Why Are 30,000 People Studying Poetry Online With This Guy?
You heard poetry’s dead? The acolytes of Penn prof Al Filreis’s ModPo course would beg to differ.
Last summer, bleary, disheartened, and often angry from more than two years of seemingly nonstop doomscrolling, I decided it was time for a big change. I needed to switch the channel, stop watching the marathon mud-wrestling match that our world has become, and spend time thinking about something else, something high-minded and maybe even transcendent.
My usual response to feeling overwhelmingly disaffected is to learn something useless in my real life. I have shelves stuffed with books about calculus and French grammar and neuroscience from past episodes. For some reason, this time I thought: poetry.
And since I have no more room for books, I registered for an online course called Modern & Contemporary American Poetry (dubbed “ModPo”), offered by the University of Pennsylvania on the digital learning platform Coursera. ModPo was created by Penn English professor Al Filreis, adapted from English 88, a course he taught to Penn undergrads for nearly 25 years. I felt lucky to have found the professor right then, seeing as he’s someone who believes poetry is “a civilizing force in brutish times.”
Filreis arrived at Penn in 1985 with a PhD in English from the University of Virginia. He’d written some poems, but he considered himself a literary historian and focused on modern and contemporary American poetry. His dissertation was on the poet Wallace Stevens. Filreis was an early proponent of online education and a polite pedagogical revolutionary whose longtime goal has been “the end of the lecture as we know it.” The college lecture, Filreis maintains, is a 19th-century technology.

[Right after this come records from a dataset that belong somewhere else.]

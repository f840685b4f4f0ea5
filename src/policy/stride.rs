//! Stride rule — the shared retention skeleton of the deterministic policies
//!
//! A stride policy keeps rank `k` after `n` depositions iff `k` is a multiple
//! of `stride(ρ, n)`, where `ρ = n - 1 - k` is the stratum's recency. The
//! newest rank is kept unconditionally. Strides are powers of two and never
//! shrink as either recency or deposition count grows, which is what makes
//! retention monotone: a rank dropped once can never be a multiple again.

/// Number of significant bits in `x` (0 for 0)
pub(crate) fn bit_length(x: u64) -> u32 {
    u64::BITS - x.leading_zeros()
}

/// Largest power of two not exceeding `x` (0 for 0)
pub(crate) fn bit_floor(x: u64) -> u64 {
    if x == 0 {
        0
    } else {
        1 << (bit_length(x) - 1)
    }
}

/// Enumerate the retained ranks after `n` depositions, ascending.
///
/// Walks downward from the newest rank, snapping each candidate to the
/// stride in force at its recency until it lands on a kept rank.
pub(crate) fn retained_ranks<F>(stride: F, n: u64) -> Vec<u64>
where
    F: Fn(u64, u64) -> u64,
{
    if n == 0 {
        return Vec::new();
    }
    let mut ranks = vec![n - 1];
    let mut rank = n - 1;
    while rank > 0 {
        let mut candidate = rank - 1;
        loop {
            let step = stride(n - 1 - candidate, n).max(1);
            if candidate % step == 0 {
                break;
            }
            candidate = candidate / step * step;
        }
        ranks.push(candidate);
        rank = candidate;
    }
    ranks.reverse();
    ranks
}

/// Whether `rank` survives `n` depositions under `stride`
pub(crate) fn is_retained<F>(stride: F, rank: u64, n: u64) -> bool
where
    F: Fn(u64, u64) -> u64,
{
    rank < n && (rank == n - 1 || rank % stride(n - 1 - rank, n).max(1) == 0)
}

/// Worst-case MRCA uncertainty for power-of-two stride schedules.
///
/// The gap bracketing the MRCA is at most the largest stride `G` in force
/// anywhere within `G - 1` ranks of it, evaluated at the larger column.
pub(crate) fn mrca_uncertainty_abs_upper_bound<F>(
    stride: F,
    first_num_strata_deposited: u64,
    second_num_strata_deposited: u64,
    actual_rank_of_mrca: u64,
) -> u64
where
    F: Fn(u64, u64) -> u64,
{
    let n = first_num_strata_deposited.max(second_num_strata_deposited);
    if actual_rank_of_mrca >= first_num_strata_deposited.min(second_num_strata_deposited) {
        return 0;
    }
    let recency = n - 1 - actual_rank_of_mrca;
    let mut best = 1u64;
    let mut gap = 1u64;
    while gap <= n {
        let far_recency = recency.saturating_add(gap - 1).min(n - 1);
        if stride(far_recency, n) >= gap {
            best = gap;
        }
        match gap.checked_mul(2) {
            Some(next) => gap = next,
            None => break,
        }
    }
    best - 1
}

/// Exact MRCA uncertainty given both columns' retained ranks.
///
/// Counts the ranks strictly between the last mutually retained rank at or
/// before the MRCA and the first mutually retained rank after it (or the
/// shorter column's deposition count when none remains).
pub(crate) fn mrca_uncertainty_abs_exact(
    first_ranks: &[u64],
    second_ranks: &[u64],
    first_num_strata_deposited: u64,
    second_num_strata_deposited: u64,
    actual_rank_of_mrca: u64,
) -> u64 {
    let ceiling = first_num_strata_deposited.min(second_num_strata_deposited);
    if actual_rank_of_mrca >= ceiling {
        return 0;
    }
    let mut below = 0u64;
    let mut above = ceiling;
    let (mut i, mut j) = (0, 0);
    while i < first_ranks.len() && j < second_ranks.len() {
        let (a, b) = (first_ranks[i], second_ranks[j]);
        if a < b {
            i += 1;
        } else if b < a {
            j += 1;
        } else {
            if a <= actual_rank_of_mrca {
                below = a;
            } else {
                above = a.min(ceiling);
                break;
            }
            i += 1;
            j += 1;
        }
    }
    above - below - 1
}

/// Convert an absolute uncertainty into one relative to the MRCA's recency
pub(crate) fn relative_uncertainty(
    abs_uncertainty: u64,
    first_num_strata_deposited: u64,
    second_num_strata_deposited: u64,
    actual_rank_of_mrca: u64,
) -> f64 {
    let ceiling = first_num_strata_deposited.min(second_num_strata_deposited);
    let recency = ceiling
        .saturating_sub(1)
        .saturating_sub(actual_rank_of_mrca)
        .max(1);
    abs_uncertainty as f64 / recency as f64
}
//! Binary packets — a deposition-count header followed by bit-packed differentiae
//!
//! Layout: `num_strata_deposited` big-endian in a fixed-width header, an
//! optional one-byte count of trailing padding bits, then every retained
//! differentia packed most-significant-bit first. Ranks are not written; the
//! reader recomputes them from the policy.

use log::debug;
use serde::{Deserialize, Serialize};

use super::{bits, SerializationError};
use crate::genome::{
    ColumnConfig, ColumnError, HereditaryStratigraphicColumn, Stratum, MAX_DIFFERENTIA_BIT_WIDTH,
};
use crate::policy::StratumRetentionPolicy;

/// Whether a packet carries the `num_padding_bits` byte
#[derive(Debug, Clone, Copy, PartialEq, Eq, Default, Serialize, Deserialize)]
#[serde(rename_all = "snake_case")]
pub enum PaddingHeader {
    /// Only when the bit width is uneven and the policy has no exact count
    #[default]
    Auto,
    Include,
    Omit,
}

impl PaddingHeader {
    /// Resolve against a policy and bit width; readers and writers must agree
    pub fn is_included(
        self,
        policy: &StratumRetentionPolicy,
        differentia_bit_width: u32,
    ) -> bool {
        match self {
            Self::Auto => differentia_bit_width % 8 != 0 && !policy.has_rank_scry(),
            Self::Include => true,
            Self::Omit => false,
        }
    }
}

/// Packet layout options shared by writer and reader
#[derive(Debug, Clone, Copy, PartialEq, Eq, Serialize, Deserialize)]
pub struct PacketConfig {
    /// Bytes in the deposition-count header, 1 through 8
    pub num_strata_deposited_byte_width: usize,
    pub padding_header: PaddingHeader,
}

impl Default for PacketConfig {
    fn default() -> Self {
        Self {
            num_strata_deposited_byte_width: 4,
            padding_header: PaddingHeader::Auto,
        }
    }
}

impl PacketConfig {
    /// Always write the padding byte, so the payload is self-delimiting
    pub fn self_describing() -> Self {
        Self {
            padding_header: PaddingHeader::Include,
            ..Self::default()
        }
    }

    fn header_width(&self) -> Result<usize, SerializationError> {
        match self.num_strata_deposited_byte_width {
            width @ 1..=8 => Ok(width),
            width => Err(SerializationError::InvalidHeaderWidth(width)),
        }
    }
}

/// Differentia payload with an optional leading padding byte
pub(crate) fn encode_payload(
    column: &HereditaryStratigraphicColumn,
    include_padding_header: bool,
) -> Vec<u8> {
    let (packed, padding_bits) =
        bits::pack(column.iter_retained_differentia(), column.differentia_bit_width());
    let mut payload = Vec::with_capacity(packed.len() + 1);
    if include_padding_header {
        payload.push(padding_bits);
    }
    payload.extend(packed);
    payload
}

/// Split a payload into differentiae, trusting `expected` when the padding
/// byte is absent
pub(crate) fn decode_payload(
    payload: &[u8],
    differentia_bit_width: u32,
    include_padding_header: bool,
    expected: Option<usize>,
    policy: &StratumRetentionPolicy,
) -> Result<Vec<u64>, SerializationError> {
    if differentia_bit_width == 0 || differentia_bit_width > MAX_DIFFERENTIA_BIT_WIDTH {
        return Err(ColumnError::UnsupportedBitWidth(differentia_bit_width).into());
    }
    let (packed, count) = if include_padding_header {
        let (&padding_bits, packed) = payload.split_first().ok_or(SerializationError::Truncated {
            expected: 1,
            found: 0,
        })?;
        let count = bits::count_from_padding(packed.len(), padding_bits, differentia_bit_width)?;
        if let Some(expected) = expected {
            if expected != count {
                return Err(SerializationError::Malformed(format!(
                    "padding implies {count} differentiae, expected {expected}"
                )));
            }
        }
        (packed, count)
    } else {
        let count =
            expected.ok_or_else(|| SerializationError::RanksUnavailable(policy.to_string()))?;
        (payload, count)
    };
    bits::unpack(packed, differentia_bit_width, count)
}

/// Serialize a column into a binary packet
pub fn col_to_packet(
    column: &HereditaryStratigraphicColumn,
    config: &PacketConfig,
) -> Result<Vec<u8>, SerializationError> {
    let byte_width = config.header_width()?;
    let n = column.num_strata_deposited();
    if byte_width < 8 && n >> (8 * byte_width) != 0 {
        return Err(SerializationError::HeaderOverflow { value: n, byte_width });
    }
    let include = config
        .padding_header
        .is_included(column.policy(), column.differentia_bit_width());

    let mut packet = n.to_be_bytes()[8 - byte_width..].to_vec();
    packet.extend(encode_payload(column, include));
    debug!(
        "Packed column: deposited={}, retained={}, bytes={}",
        n,
        column.num_strata_retained(),
        packet.len()
    );
    Ok(packet)
}

/// Rebuild a column from a packet written with the same policy, bit width
/// and packet layout
pub fn col_from_packet(
    packet: &[u8],
    column_config: ColumnConfig,
    config: &PacketConfig,
) -> Result<HereditaryStratigraphicColumn, SerializationError> {
    let byte_width = config.header_width()?;
    if packet.len() < byte_width {
        return Err(SerializationError::Truncated {
            expected: byte_width,
            found: packet.len(),
        });
    }
    let (header, payload) = packet.split_at(byte_width);
    let n = header.iter().fold(0u64, |acc, &byte| (acc << 8) | u64::from(byte));

    let policy = column_config.policy;
    let expected = policy
        .calc_num_strata_retained_exact(n)
        .and_then(|count| usize::try_from(count).ok())
        .ok_or_else(|| SerializationError::RanksUnavailable(policy.to_string()))?;
    let include = config
        .padding_header
        .is_included(&policy, column_config.differentia_bit_width);
    let differentiae = decode_payload(
        payload,
        column_config.differentia_bit_width,
        include,
        Some(expected),
        &policy,
    )?;

    let strata = differentiae.into_iter().map(Stratum::new).collect();
    let column = HereditaryStratigraphicColumn::from_retained_strata(column_config, n, strata)?;
    debug!("Unpacked column: deposited={}, retained={}", n, column.num_strata_retained());
    Ok(column)
}

#[cfg(test)]
mod tests {
    use super::*;
    use rand::rngs::StdRng;
    use rand::SeedableRng;

    fn grown(
        policy: StratumRetentionPolicy,
        bit_width: u32,
        generations: u64,
    ) -> HereditaryStratigraphicColumn {
        let mut rng = StdRng::seed_from_u64(7);
        let config = ColumnConfig::new(policy, bit_width);
        let mut column =
            HereditaryStratigraphicColumn::with_config_and_rng(config, &mut rng).unwrap();
        column.deposit_strata_with_rng(&mut rng, generations);
        column
    }

    #[test]
    fn test_header_is_big_endian() {
        let column = grown(StratumRetentionPolicy::nominal_resolution(), 8, 299);
        let packet = col_to_packet(&column, &PacketConfig::default()).unwrap();
        assert_eq!(&packet[..4], &[0, 0, 1, 44]);
        assert_eq!(packet.len(), 4 + 2);
    }

    #[test]
    fn test_round_trip() {
        let policies = [
            StratumRetentionPolicy::perfect_resolution(),
            StratumRetentionPolicy::fixed_resolution(4).unwrap(),
            StratumRetentionPolicy::recency_proportional_resolution_curbed(12).unwrap(),
            StratumRetentionPolicy::geom_seq_nth_root_tapered(2, 2).unwrap(),
        ];
        for policy in policies {
            for bit_width in [1, 3, 8, 64] {
                let column = grown(policy, bit_width, 137);
                let config = PacketConfig::default();
                let packet = col_to_packet(&column, &config).unwrap();
                let column_config = ColumnConfig::new(policy, bit_width);
                let restored = col_from_packet(&packet, column_config, &config).unwrap();
                assert_eq!(restored, column);
            }
        }
    }

    #[test]
    fn test_included_padding_header() {
        let policy = StratumRetentionPolicy::recency_proportional_resolution(5).unwrap();
        let column = grown(policy, 3, 49);
        assert_eq!(column.num_strata_retained(), 25);
        let config = PacketConfig::self_describing();
        let packet = col_to_packet(&column, &config).unwrap();
        assert_eq!(packet[4], 5);
        assert_eq!(packet.len(), 4 + 1 + 10);
        let restored = col_from_packet(&packet, ColumnConfig::new(policy, 3), &config).unwrap();
        assert_eq!(restored, column);
        // auto mode skips the byte because the count is recomputable
        let auto = col_to_packet(&column, &PacketConfig::default()).unwrap();
        assert_eq!(auto.len(), 4 + 10);
    }

    #[test]
    fn test_header_overflow() {
        let column = grown(StratumRetentionPolicy::nominal_resolution(), 8, 300);
        let config = PacketConfig {
            num_strata_deposited_byte_width: 1,
            ..PacketConfig::default()
        };
        assert!(matches!(
            col_to_packet(&column, &config),
            Err(SerializationError::HeaderOverflow { value: 301, byte_width: 1 })
        ));
    }

    #[test]
    fn test_stochastic_needs_ranks() {
        let column = grown(StratumRetentionPolicy::stochastic(), 8, 20);
        let config = PacketConfig::default();
        let packet = col_to_packet(&column, &config).unwrap();
        let column_config = ColumnConfig::new(StratumRetentionPolicy::stochastic(), 8);
        assert!(matches!(
            col_from_packet(&packet, column_config, &config),
            Err(SerializationError::RanksUnavailable(_))
        ));
    }

    #[test]
    fn test_out_of_range_bit_width_is_an_error() {
        let policy = StratumRetentionPolicy::fixed_resolution(3).unwrap();
        let config = PacketConfig::self_describing();
        let packet = col_to_packet(&grown(policy, 3, 40), &config).unwrap();
        for bit_width in [0, 65, 128, 200] {
            let result = col_from_packet(&packet, ColumnConfig::new(policy, bit_width), &config);
            let rejected = matches!(
                result,
                Err(SerializationError::Column(ColumnError::UnsupportedBitWidth(w)))
                    if w == bit_width
            );
            assert!(rejected, "bit width {bit_width}");
        }
    }

    #[test]
    fn test_oversized_header_is_an_error() {
        let config = PacketConfig {
            num_strata_deposited_byte_width: 8,
            ..PacketConfig::default()
        };
        let packet = [0xff; 12];
        for bit_width in [1, 64] {
            let column_config =
                ColumnConfig::new(StratumRetentionPolicy::perfect_resolution(), bit_width);
            assert!(col_from_packet(&packet, column_config, &config).is_err());
        }
    }

    #[test]
    fn test_empty_column_is_header_only() {
        let column = HereditaryStratigraphicColumn::from_retained_strata(
            ColumnConfig::new(StratumRetentionPolicy::perfect_resolution(), 3),
            0,
            Vec::new(),
        )
        .unwrap();
        let packet = col_to_packet(&column, &PacketConfig::default()).unwrap();
        assert_eq!(packet, vec![0, 0, 0, 0]);
        let restored = col_from_packet(
            &packet,
            ColumnConfig::new(StratumRetentionPolicy::perfect_resolution(), 3),
            &PacketConfig::default(),
        )
        .unwrap();
        assert_eq!(restored.num_strata_deposited(), 0);
        assert_eq!(restored.num_strata_retained(), 0);
    }

    #[test]
    fn test_truncated_packet() {
        let column = grown(StratumRetentionPolicy::perfect_resolution(), 8, 9);
        let config = PacketConfig::default();
        let packet = col_to_packet(&column, &config).unwrap();
        let result = col_from_packet(
            &packet[..packet.len() - 1],
            ColumnConfig::new(StratumRetentionPolicy::perfect_resolution(), 8),
            &config,
        );
        assert!(matches!(result, Err(SerializationError::Truncated { .. })));
    }
}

A lot of people think something similar about poetry — that it got up to speed around the time of Shakespeare, was really purring at top efficiency through the Romantics of the 18th and 19th centuries, then sputtered into the 20th century and conked out with the publication in 1922 of T.S. Eliot’s The Waste Land, which is a big reason, as a writer stated in the New York Times recently, “Poetry is dead.”
Not so, says Professor Filreis. “Poetry isn’t dead,” he once told Al Jazeera’s America Tonight. “They just told you it was dead.” He was being interviewed a few years after he first launched ModPo in 2012, during the Big Bang period for massive open online courses, a.k.a. MOOCs. From the beginning, the MOOC format seemed best suited to the STEM side of the curriculum. But 42,000 students signed up for ModPo the first year, logging on from 179 countries — and the numbers kept climbing and have at least doubled since. The chance to read and discuss Emily Dickinson, Walt Whitman, Allen Ginsberg, William Carlos Williams, John Ashbery et al. was drawing more people than an average Phillies game, and the stadium-sized crowd arrived virtually from all over the world.
“In 2012, when Coursera approached me, I jumped at it,” Filreis says in an archived video on the ModPo website. “ModPo gives me a chance to be a teacher on behalf of tens of thousands of people who would not ordinarily be my students.” He estimates that in a little over a decade of ModPo online, he’s reached more than 180,000 students around the world. In comparison, in his 38 years at Penn, he’s taught a measly 3,500 students in person on the West Philly campus. I was about to join a bunch of folks who’d somehow missed poetry’s obituary.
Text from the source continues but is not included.